Category Archives: Genealogy Wiki

Faces of America – Inspiration

I just watched the third episode of Faces of America on PBS and was inspired. I meant to write a blog entry about the second episode which dealt with immigration and naturalization, two topics I deal with a lot in my research, but instead, this third episode has given me a revelation.

Of course I was interested in the stories of the families who were in America before it was the USA, but the story that hit me the hardest was that Yo-Yo Ma. It was that book, the one that literally fell out of a wall. What genealogist wouldn’t do anything to find a book like that?

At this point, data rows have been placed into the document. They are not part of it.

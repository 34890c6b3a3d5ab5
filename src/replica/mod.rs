//! Conflict-free replicated sequences for durable shared state.
//!
//! `ReplicatedSequence` is an operation-based replicated list in the
//! Logoot style: every element owns a dense, totally-ordered position
//! identifier, deletes leave tombstones, and the whole state is a
//! position-keyed map joined by set union. Two replicas that have applied
//! the same multiset of operations therefore hold identical state no
//! matter the delivery order.
//!
//! Conflict policy: concurrent edits to *different* entities both survive.
//! When concurrent replaces leave two live elements with the same entity
//! identity, materialization keeps the insert with the greater
//! `(lamport, peer)` op id — last-writer-wins at entity granularity.
//! Callers needing field-level merge must diff and reapply themselves.

use std::collections::{BTreeMap, HashMap};

use serde::{Deserialize, Serialize};

use crate::model::DurableEntity;


const MIN_DIGIT: u64 = 0;
const MAX_DIGIT: u64 = u64::MAX;

/// One level of a position path. Ordered by digit, then minting peer.
#[derive(Clone, Debug, PartialEq, Eq, PartialOrd, Ord, Hash, Serialize, Deserialize)]
pub struct Ident {
    pub digit: u64,
    pub peer: u64,
}

/// Dense position identifier. Lexicographic `Vec` ordering gives the total
/// order over elements.
pub type PosId = Vec<Ident>;

/// Lamport-clocked operation identity, used for entity-granularity
/// last-writer-wins.
#[derive(Clone, Copy, Debug, PartialEq, Eq, PartialOrd, Ord, Serialize, Deserialize)]
pub struct OpId {
    pub lamport: u64,
    pub peer: u64,
}

/// Replicated operation, serialized as-is onto the transport.
#[derive(Clone, Debug, Serialize, Deserialize)]
#[serde(tag = "kind", rename_all = "snake_case")]
pub enum SeqOp<T> {
    Insert { pos: PosId, op: OpId, value: T },
    Delete { pos: PosId },
}

#[derive(Clone, Debug)]
struct Entry<T> {
    op: OpId,
    /// `None` marks a tombstone.
    value: Option<T>,
}

pub struct ReplicatedSequence<T> {
    peer: u64,
    clock: u64,
    entries: BTreeMap<PosId, Entry<T>>,
    observers: Vec<Box<dyn Fn(&[T]) + Send>>,
}

/// Generate a position strictly between `left` and `right`.
///
/// Walks the two bounding paths level by level; as soon as a level has
/// room between the bounding digits the path terminates with a fresh
/// ident. Freshly minted final idents always carry a digit >= 1, which
/// keeps a slot open below any existing path.
fn pos_between(left: &[Ident], right: &[Ident], peer: u64) -> PosId {
    let mut path: Vec<Ident> = Vec::new();
    let mut l_bound = true;
    let mut r_bound = true;
    let mut depth = 0usize;
    loop {
        let left_ident = if l_bound { left.get(depth) } else { None };
        let right_ident = if r_bound { right.get(depth) } else { None };
        let lo = left_ident.map_or(MIN_DIGIT, |i| i.digit);
        let hi = right_ident.map_or(MAX_DIGIT, |i| i.digit);

        if hi.saturating_sub(lo) > 1 {
            path.push(Ident {
                digit: lo + (hi - lo) / 2,
                peer,
            });
            return path;
        }

        // No room at this level: follow left when it continues, otherwise
        // descend inside (or just below) the right bound.
        let step = if let Some(ident) = left_ident {
            ident.clone()
        } else if let Some(ident) = right_ident {
            if ident.digit == MIN_DIGIT {
                ident.clone()
            } else {
                Ident { digit: lo, peer }
            }
        } else {
            Ident { digit: lo, peer }
        };

        if left_ident != Some(&step) {
            l_bound = false;
        }
        if right_ident != Some(&step) {
            r_bound = false;
        }
        path.push(step);
        depth += 1;
    }
}

fn end_sentinel() -> PosId {
    vec![Ident {
        digit: MAX_DIGIT,
        peer: 0,
    }]
}

impl<T: Clone + DurableEntity> ReplicatedSequence<T> {
    pub fn new(peer: u64) -> Self {
        Self {
            peer,
            clock: 0,
            entries: BTreeMap::new(),
            observers: Vec::new(),
        }
    }

    fn next_op(&mut self) -> OpId {
        self.clock += 1;
        OpId {
            lamport: self.clock,
            peer: self.peer,
        }
    }

    /// Live entries after tombstone and entity-granularity LWW filtering.
    /// Local indices used by `remove_at`/`replace_at` address this view.
    fn materialized(&self) -> Vec<(&PosId, OpId, &T)> {
        let mut winners: HashMap<&str, OpId> = HashMap::new();
        for entry in self.entries.values() {
            if let Some(value) = &entry.value {
                let best = winners.entry(value.entity_id()).or_insert(entry.op);
                if entry.op > *best {
                    *best = entry.op;
                }
            }
        }
        self.entries
            .iter()
            .filter_map(|(pos, entry)| {
                let value = entry.value.as_ref()?;
                (winners.get(value.entity_id()) == Some(&entry.op))
                    .then_some((pos, entry.op, value))
            })
            .collect()
    }

    /// Materialize the current sequence content.
    pub fn to_vec(&self) -> Vec<T> {
        self.materialized()
            .into_iter()
            .map(|(_, _, value)| value.clone())
            .collect()
    }

    pub fn len(&self) -> usize {
        self.materialized().len()
    }

    pub fn is_empty(&self) -> bool {
        self.len() == 0
    }

    pub fn get(&self, index: usize) -> Option<T> {
        self.materialized()
            .get(index)
            .map(|(_, _, value)| (*value).clone())
    }

    /// Local index of the entity with the given identity.
    pub fn position_of(&self, entity_id: &str) -> Option<usize> {
        self.materialized()
            .iter()
            .position(|(_, _, value)| value.entity_id() == entity_id)
    }

    /// Register a callback invoked with the full materialized sequence
    /// after every local or remote mutation.
    pub fn observe(&mut self, callback: impl Fn(&[T]) + Send + 'static) {
        self.observers.push(Box::new(callback));
    }

    fn notify(&self) {
        if self.observers.is_empty() {
            return;
        }
        let view = self.to_vec();
        for observer in &self.observers {
            observer(&view);
        }
    }

    /// Append to the end of the sequence. Returns the op to replicate.
    pub fn append(&mut self, value: T) -> SeqOp<T> {
        let left = self
            .entries
            .keys()
            .next_back()
            .cloned()
            .unwrap_or_default();
        let pos = pos_between(&left, &end_sentinel(), self.peer);
        let op = self.next_op();
        self.entries.insert(
            pos.clone(),
            Entry {
                op,
                value: Some(value.clone()),
            },
        );
        self.notify();
        SeqOp::Insert { pos, op, value }
    }

    /// Tombstone the element at the given local index.
    pub fn remove_at(&mut self, index: usize) -> Option<SeqOp<T>> {
        let pos = self.materialized().get(index).map(|(pos, _, _)| (*pos).clone())?;
        if let Some(entry) = self.entries.get_mut(&pos) {
            entry.value = None;
        }
        self.notify();
        Some(SeqOp::Delete { pos })
    }

    /// Replace the element at the given local index, expressed as a
    /// delete plus an insert into the same slot (never in-place mutation,
    /// so replayed ops stay safe). Returns both ops in apply order.
    pub fn replace_at(&mut self, index: usize, value: T) -> Option<Vec<SeqOp<T>>> {
        let target = self.materialized().get(index).map(|(pos, _, _)| (*pos).clone())?;
        let left = self
            .entries
            .range(..target.clone())
            .next_back()
            .map(|(pos, _)| pos.clone())
            .unwrap_or_default();

        if let Some(entry) = self.entries.get_mut(&target) {
            entry.value = None;
        }
        let pos = pos_between(&left, &target, self.peer);
        let op = self.next_op();
        self.entries.insert(
            pos.clone(),
            Entry {
                op,
                value: Some(value.clone()),
            },
        );
        self.notify();
        Some(vec![
            SeqOp::Delete { pos: target },
            SeqOp::Insert { pos, op, value },
        ])
    }

    /// Apply an operation received from a peer. Commutative and
    /// idempotent: a tombstone always wins over its insert, duplicate
    /// deliveries are no-ops.
    pub fn apply(&mut self, op: SeqOp<T>) {
        match op {
            SeqOp::Insert { pos, op, value } => {
                self.clock = self.clock.max(op.lamport);
                match self.entries.get(&pos) {
                    // Delete already observed for this position.
                    Some(existing) if existing.value.is_none() => {}
                    _ => {
                        self.entries.insert(
                            pos,
                            Entry {
                                op,
                                value: Some(value),
                            },
                        );
                    }
                }
            }
            SeqOp::Delete { pos } => {
                self.entries
                    .entry(pos)
                    .and_modify(|entry| entry.value = None)
                    .or_insert(Entry {
                        op: OpId { lamport: 0, peer: 0 },
                        value: None,
                    });
            }
        }
        self.notify();
    }
}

He is incredibly lucky to now have such an item in his possession, but the only way most of the rest of us are going to get a book like that is to make it ourselves. We probably won’t be able to go back as far in the lineage, and we certainly won’t have first-hand accounts of anyone who lived more than 100 years ago, but we can take what we know now and begin the book.

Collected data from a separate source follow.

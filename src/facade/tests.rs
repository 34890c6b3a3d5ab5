use super::*;
use crate::transport::RecordingTransport;
use chrono::Duration;
use serde_json::json;
use tokio::sync::broadcast::error::TryRecvError;

fn state() -> Arc<TacticalState> {
    TacticalState::new(&TacsyncConfig::default(), Arc::new(NullTransportForTest))
}

struct NullTransportForTest;

impl ReplicationTransport for NullTransportForTest {
    fn publish(&self, _op: &ReplicaOp) -> anyhow::Result<()> {
        Ok(())
    }
}

fn connected(state: &TacticalState) {
    state.transport_status(TransportStatus::Connected);
}

fn drain<T: Clone>(rx: &mut tokio::sync::broadcast::Receiver<T>) -> Vec<T> {
    let mut out = Vec::new();
    while let Ok(item) = rx.try_recv() {
        out.push(item);
    }
    out
}

#[test]
fn test_worked_example_two_position_updates() {
    let state = state();
    state.update_position(&json!({"agent_id": "42", "lat": 53.9, "lon": 27.56}));
    state.update_position(&json!({"agent_id": "42", "lat": 53.91, "lon": 27.57}));

    let snapshot = state.snapshot();
    assert_eq!(snapshot.agents["42"].lat, Some(53.91));
    assert_eq!(snapshot.tracks["42"].path, vec![[27.56, 53.9], [27.57, 53.91]]);
}

#[test]
fn test_batch_publishes_exactly_one_snapshot() {
    let state = state();
    let mut rx = state.subscribe();

    let updates = vec![
        json!({"agent_id": "a", "lat": 1.0, "lon": 2.0}),
        json!({"agent_id": "b", "lat": 3.0, "lon": 4.0}),
        json!({"agent_id": "c", "lat": 5.0, "lon": 6.0}),
    ];
    state.batch_update_positions(&updates);

    let snapshots = drain(&mut rx);
    assert_eq!(snapshots.len(), 1);
    assert_eq!(snapshots[0].agents.len(), 3);

    // Content equals three sequential updates.
    let sequential = self::state();
    for raw in &updates {
        sequential.update_position(raw);
    }
    let a = snapshots[0].clone();
    let b = sequential.snapshot();
    assert_eq!(
        a.agents.keys().collect::<Vec<_>>(),
        b.agents.keys().collect::<Vec<_>>()
    );
    for (id, agent) in &a.agents {
        assert_eq!(agent.lat, b.agents[id].lat);
        assert_eq!(agent.lon, b.agents[id].lon);
    }
    assert_eq!(
        serde_json::to_value(&a.tracks).unwrap(),
        serde_json::to_value(&b.tracks).unwrap()
    );
}

#[test]
fn test_rejected_update_publishes_nothing() {
    let state = state();
    let mut rx = state.subscribe();

    state.update_position(&json!({"lat": 1.0, "lon": 2.0}));
    assert!(matches!(rx.try_recv(), Err(TryRecvError::Empty)));
}

#[test]
fn test_versions_increase_strictly() {
    let state = state();
    let mut rx = state.subscribe();

    state.update_position(&json!({"agent_id": "a", "lat": 1.0, "lon": 2.0}));
    state.ingest_alert(&json!({"id": "t1", "severity": "HIGH"}));
    state.remove_alert("t1");

    let versions: Vec<u64> = drain(&mut rx).iter().map(|s| s.version).collect();
    assert_eq!(versions.len(), 3);
    assert!(versions.windows(2).all(|w| w[0] < w[1]));
}

#[test]
fn test_critical_alert_mirrors_incident_and_expires() {
    let state = state();
    state.ingest_alert(&json!({"severity": "CRITICAL", "object_id": 7}));

    let snapshot = state.snapshot();
    assert_eq!(snapshot.threat_alerts.len(), 1);
    assert_eq!(snapshot.incidents.len(), 1);
    assert_eq!(
        snapshot.incidents[0].priority,
        crate::model::IncidentPriority::Critical
    );

    state.tick(Utc::now() + Duration::seconds(31));
    let snapshot = state.snapshot();
    assert!(snapshot.threat_alerts.is_empty());
    // The mirrored incident outlives the alert.
    assert_eq!(snapshot.incidents.len(), 1);
}

#[test]
fn test_tick_without_due_alerts_publishes_nothing() {
    let state = state();
    state.ingest_alert(&json!({"id": "t1", "severity": "HIGH"}));
    let mut rx = state.subscribe();

    state.tick(Utc::now() + Duration::seconds(5));
    assert!(matches!(rx.try_recv(), Err(TryRecvError::Empty)));
}

#[test]
fn test_offline_mutations_queue_and_flush_in_order() {
    let transport = Arc::new(RecordingTransport::new());
    let state = TacticalState::new(&TacsyncConfig::default(), transport.clone());

    // Disconnected from the start: both zones queue, nothing replicates.
    state.add_zone(json!({"id": "zone-a", "kind": "patrol"}));
    state.add_zone(json!({"id": "zone-b", "kind": "restricted"}));
    assert!(state.snapshot().tactical_zones.is_empty());
    assert_eq!(transport.published(), 0);

    connected(&state);

    let zones = state.snapshot().tactical_zones.clone();
    assert_eq!(zones.len(), 2);
    // FIFO: zone-a applied before zone-b.
    assert_eq!(zones[0].id, "zone-a");
    assert_eq!(zones[1].id, "zone-b");
    assert_eq!(transport.published(), 2);
}

#[test]
fn test_flush_runs_once_per_reconnect() {
    let transport = Arc::new(RecordingTransport::new());
    let state = TacticalState::new(&TacsyncConfig::default(), transport.clone());

    state.add_zone(json!({"id": "zone-a"}));
    connected(&state);
    assert_eq!(transport.published(), 1);

    // Redundant connected events replay nothing.
    connected(&state);
    connected(&state);
    assert_eq!(transport.published(), 1);
    assert_eq!(state.snapshot().tactical_zones.len(), 1);
}

#[test]
fn test_failing_queued_mutation_is_skipped() {
    let state = state();

    // Update for a marker that will not exist at flush time, then a zone
    // that must still land.
    state.update_marker("ghost", serde_json::Map::new());
    state.add_zone(json!({"id": "zone-a"}));

    connected(&state);

    let snapshot = state.snapshot();
    assert_eq!(snapshot.tactical_zones.len(), 1);
    assert!(snapshot.manual_markers.is_empty());
}

#[test]
fn test_online_mutations_apply_immediately() {
    let transport = Arc::new(RecordingTransport::new());
    let state = TacticalState::new(&TacsyncConfig::default(), transport.clone());
    connected(&state);

    let id = state.add_marker(json!({"lat": 53.9, "lon": 27.56, "name": "relay"}));
    assert_eq!(state.snapshot().manual_markers.len(), 1);
    assert_eq!(transport.published(), 1);

    let mut fields = serde_json::Map::new();
    fields.insert("name".to_string(), json!("relay-2"));
    state.update_marker(&id, fields);
    let markers = state.snapshot().manual_markers.clone();
    assert_eq!(markers.len(), 1);
    assert_eq!(markers[0].properties["name"], json!("relay-2"));

    state.delete_marker(&id);
    assert!(state.snapshot().manual_markers.is_empty());
}

#[test]
fn test_remote_ops_replicate_between_peers() {
    let transport_a = Arc::new(RecordingTransport::new());
    let a = TacticalState::new(&TacsyncConfig::default(), transport_a.clone());
    let b = state();
    connected(&a);
    connected(&b);

    a.add_zone(json!({"id": "zone-a", "kind": "patrol"}));
    a.add_marker(json!({"id": "m-1", "lat": 1.0, "lon": 2.0}));

    // Deliver A's ops to B in reverse order.
    for op in transport_a.take().into_iter().rev() {
        b.apply_remote(op);
    }

    let sa = a.snapshot();
    let sb = b.snapshot();
    assert_eq!(
        serde_json::to_value(&sa.tactical_zones).unwrap(),
        serde_json::to_value(&sb.tactical_zones).unwrap()
    );
    assert_eq!(
        serde_json::to_value(&sa.manual_markers).unwrap(),
        serde_json::to_value(&sb.manual_markers).unwrap()
    );
}

#[test]
fn test_peer_status_surfaces_in_snapshot() {
    let state = state();
    assert_eq!(state.snapshot().peer_status, PeerStatus::Disconnected);

    connected(&state);
    assert_eq!(state.snapshot().peer_status, PeerStatus::Connected);

    state.transport_status(TransportStatus::Connecting);
    assert_eq!(state.snapshot().peer_status, PeerStatus::Disconnected);
}

#[test]
fn test_pending_marker_upsert_merges_by_identity() {
    let state = state();

    state.upsert_pending_marker(json!({"pending_id": "p1", "ip": "10.0.0.5"}));
    state.upsert_pending_marker(json!({"pending_id": "p2", "ip": "10.0.0.6"}));
    state.upsert_pending_marker(json!({"pending_id": "p1", "label": "camera"}));

    let pending = state.snapshot().pending_markers.clone();
    assert_eq!(pending.len(), 2);
    // Newest first; p1 kept its original slot.
    assert_eq!(pending[0].id, "p2");
    assert_eq!(pending[1].id, "p1");
    assert_eq!(pending[1].properties["ip"], json!("10.0.0.5"));
    assert_eq!(pending[1].properties["label"], json!("camera"));

    state.remove_pending_marker("p1");
    assert_eq!(state.snapshot().pending_markers.len(), 1);
}

fn draft(title: &str) -> MarkerDraft {
    MarkerDraft {
        lat: 53.9,
        lon: 27.56,
        title: title.to_string(),
        address: String::new(),
        description: String::new(),
        image: String::new(),
        ip: String::new(),
        auth: crate::model::TerminalAuth {
            ftp_user: String::new(),
            ftp_password: String::new(),
        },
        channels: Vec::new(),
    }
}

#[test]
fn test_draft_marker_lifecycle() {
    let state = state();
    let draft = draft("Relay");

    state.set_draft_marker(draft.clone());
    assert_eq!(state.snapshot().draft_marker, Some(draft));

    state.clear_draft_marker();
    assert_eq!(state.snapshot().draft_marker, None);
}

#[test]
fn test_persist_completion_clears_unchanged_draft() {
    let state = state();
    connected(&state);
    let draft = draft("Relay");
    state.set_draft_marker(draft.clone());

    let saved: SavedObject = serde_json::from_value(json!({"id": "obj-9"})).unwrap();
    state.finish_draft_persist(draft, saved);

    let snapshot = state.snapshot();
    assert_eq!(snapshot.draft_marker, None);
    assert_eq!(snapshot.manual_markers.len(), 1);
    assert_eq!(snapshot.manual_markers[0].id, "obj-9");
}

#[test]
fn test_draft_replaced_during_persist_is_kept() {
    let state = state();
    connected(&state);
    let first = draft("Relay");
    state.set_draft_marker(first.clone());

    // Round-trip starts against the first draft...
    let in_flight = state.snapshot().draft_marker.clone().unwrap();

    // ...and the user begins a new draft before it completes.
    let second = draft("Relay North");
    state.set_draft_marker(second.clone());

    let saved: SavedObject = serde_json::from_value(json!({"id": "obj-1"})).unwrap();
    state.finish_draft_persist(in_flight, saved);

    let snapshot = state.snapshot();
    // The newer draft survives the stale completion; the persisted
    // marker still joined durable state.
    assert_eq!(snapshot.draft_marker, Some(second));
    assert_eq!(snapshot.manual_markers.len(), 1);
    assert_eq!(snapshot.manual_markers[0].id, "obj-1");
}

#[test]
fn test_duplicate_remote_delivery_publishes_nothing() {
    let transport_a = Arc::new(RecordingTransport::new());
    let a = TacticalState::new(&TacsyncConfig::default(), transport_a.clone());
    let b = state();
    connected(&a);
    connected(&b);

    a.add_zone(json!({"id": "zone-a"}));
    let ops = transport_a.take();

    let mut rx = b.subscribe();
    for op in &ops {
        b.apply_remote(op.clone());
    }
    assert_eq!(drain(&mut rx).len(), 1);

    // Redelivery changes nothing and stays silent.
    let version = b.snapshot().version;
    for op in ops {
        b.apply_remote(op);
    }
    assert!(matches!(rx.try_recv(), Err(TryRecvError::Empty)));
    assert_eq!(b.snapshot().version, version);
}

#[test]
fn test_clusters_project_agents_and_markers() {
    let state = state();
    connected(&state);

    state.update_position(&json!({"agent_id": "a", "lat": 53.9, "lon": 27.56}));
    state.update_position(&json!({"agent_id": "b", "lat": 53.91, "lon": 27.57}));
    state.add_marker(json!({"id": "m-1", "lat": -30.0, "lon": 100.0}));

    let bounds = Bounds::new(-180.0, -85.0, 180.0, 85.0);
    let features = state.clusters(2.0, bounds);

    let clustered: Vec<_> = features.iter().filter(|f| f.cluster).collect();
    assert_eq!(clustered.len(), 1);
    assert_eq!(clustered[0].members, vec!["a".to_string(), "b".to_string()]);
    assert!(features.iter().any(|f| f.id == "m-1" && !f.cluster));
}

It’s the old adage of “publish or perish” that most genealogists have heard time and time again. We need to create the book ourselves so that future generations will have the information to look back on.

Can you imagine how the genealogist of your family in 100 years’ time might feel when they want to know more about their family history and they find the book that you create today?

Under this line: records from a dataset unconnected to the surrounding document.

use chrono::{DateTime, Utc};
use serde::{Deserialize, Serialize};
use serde_json::{Map, Value};
use uuid::Uuid;

/// Durable entities expose a stable identity used for entity-granularity
/// conflict resolution in the replication layer.
pub trait DurableEntity {
    fn entity_id(&self) -> &str;
}

/// Mint a client-side identity for a new durable entity.
///
/// UUIDv7 is time-ordered like the bare-timestamp ids it replaces, but
/// carries enough randomness that two peers minting at the same millisecond
/// cannot collide.
pub fn durable_id(prefix: &str) -> String {
    format!("{}-{}", prefix, Uuid::now_v7())
}

/// Live agent record. Local-only, overwritten on every update, never
/// replicated or persisted.
#[derive(Clone, Debug, Serialize, Deserialize)]
pub struct Agent {
    pub id: String,
    pub lat: Option<f64>,
    pub lon: Option<f64>,
    #[serde(default)]
    pub is_violation: bool,
    #[serde(default)]
    pub status: Option<String>,
    pub last_seen: DateTime<Utc>,
    /// Attribute overlay from ingested payloads; newer fields win.
    #[serde(default)]
    pub attrs: Map<String, Value>,
}

/// Per-agent trajectory, ring-buffer capped (oldest point evicted first).
#[derive(Clone, Debug, Default, Serialize, Deserialize)]
pub struct Track {
    pub agent_id: String,
    /// `[lon, lat]` pairs, newest last.
    pub path: Vec<[f64; 2]>,
}

/// Transient threat alert. Auto-removed a fixed TTL after creation.
#[derive(Clone, Debug, Serialize, Deserialize)]
pub struct ThreatAlert {
    pub id: String,
    pub severity: String,
    pub created_at: DateTime<Utc>,
    #[serde(default)]
    pub payload: Map<String, Value>,
}

#[derive(Clone, Copy, Debug, PartialEq, Eq, Serialize, Deserialize)]
#[serde(rename_all = "SCREAMING_SNAKE_CASE")]
pub enum IncidentPriority {
    Critical,
    High,
}

/// Entry in the bounded incident log, deduplicated by id.
#[derive(Clone, Debug, Serialize, Deserialize)]
pub struct Incident {
    pub id: String,
    pub priority: IncidentPriority,
    pub timestamp: DateTime<Utc>,
    pub description: String,
    #[serde(default)]
    pub extra: Map<String, Value>,
}

/// Durable shared zone: identity plus free-form geometry/metadata.
#[derive(Clone, Debug, PartialEq, Serialize, Deserialize)]
pub struct TacticalZone {
    pub id: String,
    #[serde(default)]
    pub properties: Map<String, Value>,
}

impl DurableEntity for TacticalZone {
    fn entity_id(&self) -> &str {
        &self.id
    }
}

/// Durable manually-placed marker.
#[derive(Clone, Debug, PartialEq, Serialize, Deserialize)]
pub struct ManualMarker {
    pub id: String,
    pub lat: f64,
    pub lon: f64,
    #[serde(default)]
    pub properties: Map<String, Value>,
}

impl DurableEntity for ManualMarker {
    fn entity_id(&self) -> &str {
        &self.id
    }
}

/// Candidate marker produced by the external discovery workflow.
/// Local list, upserted by identity with last-write-wins field merge.
#[derive(Clone, Debug, PartialEq, Serialize, Deserialize)]
pub struct PendingMarker {
    pub id: String,
    #[serde(default)]
    pub properties: Map<String, Value>,
}

/// Credentials forwarded to the persistence collaborator.
#[derive(Clone, Debug, PartialEq, Serialize, Deserialize)]
pub struct TerminalAuth {
    pub ftp_user: String,
    pub ftp_password: String,
}

/// Unsaved marker being edited; retained locally until the persistence
/// collaborator confirms it.
#[derive(Clone, Debug, PartialEq, Serialize, Deserialize)]
pub struct MarkerDraft {
    pub lat: f64,
    pub lon: f64,
    #[serde(default)]
    pub title: String,
    #[serde(default)]
    pub address: String,
    #[serde(default)]
    pub description: String,
    #[serde(default)]
    pub image: String,
    #[serde(default)]
    pub ip: String,
    pub auth: TerminalAuth,
    #[serde(default)]
    pub channels: Vec<String>,
}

So I have a new idea in mind for how to go about this. It’s an old project that has had a few starts, but maybe this will be the one that works out and finishes. (Not that genealogy research is ever finished, but the others never came very close.) I want to combine a blog, the coolest features from my genealogy wiki, and hopefully incorporate the genealogy database I already have to create a new web site. I want to entice my relatives to leave their own stories as comments, and be able to reasonably easily publish all of the information in a printed book or PDF. Oh yes, I have a lot of programming to do.

To Wiki or Not To Wiki, That is the Question

If you’ve been following me on Twitter, then you know I just got a new computer. It’s a Windows 7 computer. So along with the new OS, I decided to upgrade all my software. I downloaded the newest or newest stable releases of Apache, PHP, and MySQL, since I do my own web development and my genealogy database is self-programmed using those. I also opted for the latest release of TikiWiki. I had an old release before only because it would run on the old PHP/MySQL versions I had.

Unfortunately, the wiki program seems to have degraded over time. There were fewer themes and the old ones were utterly incompatible, so I had to go with an entirely new look. After not spending enough time on that, I started looking around at my pages. The wiki menus had changed and I didn’t like them. My Hebrew text didn’t survive for some reason. Maybe it was the way the wiki set up the database, but my regular genealogy database Hebrew survived the transfer to the new computer. One of the newest wiki pages I created was a name index with a list of surnames at the top linked to the anchors within the page. Well, the new TikiWiki version entirely erased all those anchors within the page and even when I tried to put them back, it wiped them out again. It has new plugins specifically for anchors and linking within pages, but they don’t seem to work or I couldn’t figure out how they work. The documentation site is usually non-functional, but I was on it briefly and saw nothing to suggest how to use them differently than I was already trying to do.

So that leaves me with the big dilemma. I originally wanted to use MediaWiki because I like the look and feel of Wikipedia. But I was also considering putting this online someday as a private web site and my current web host practically begged me not to use that particular wiki. They had TikiWiki installed and I was able to find an older version that I could install to my local computer. There seems to be a way to convert from one to the other, but it’s in Python, which I don’t have or really want, and it was done using an even older version than I was using, so it might not work at all.

I spent a lot of time on the wiki and was finding the initial results to be very interesting. I hate to abandon the project, or even start over from the beginning again in a new wiki program, but I’m considering it. I’m also considering going back to my original database and working more with that. My GEDCOM export was still riddled with errors and I wanted to fix those. And I wonder if I could write my own wiki-like program based on the database I already have. I was setting up some things quite differently in the wiki, so I would have to make a lot of adjustments for it.

So in the middle of writing this post, I installed PHPMyAdmin, which went pleasantly well. Taking a look at the database tables for the wiki, I noticed that most of the tables TikiWiki created are empty. One table has the text of each wiki page while another keeps track of every link between pages. If I don’t try to do the latter, I bet I could use the database I already have and generate output that looks like the wiki.

Once I get the rest of my computer applications set up and running, creating a wiki-like output from my current database may be my next project.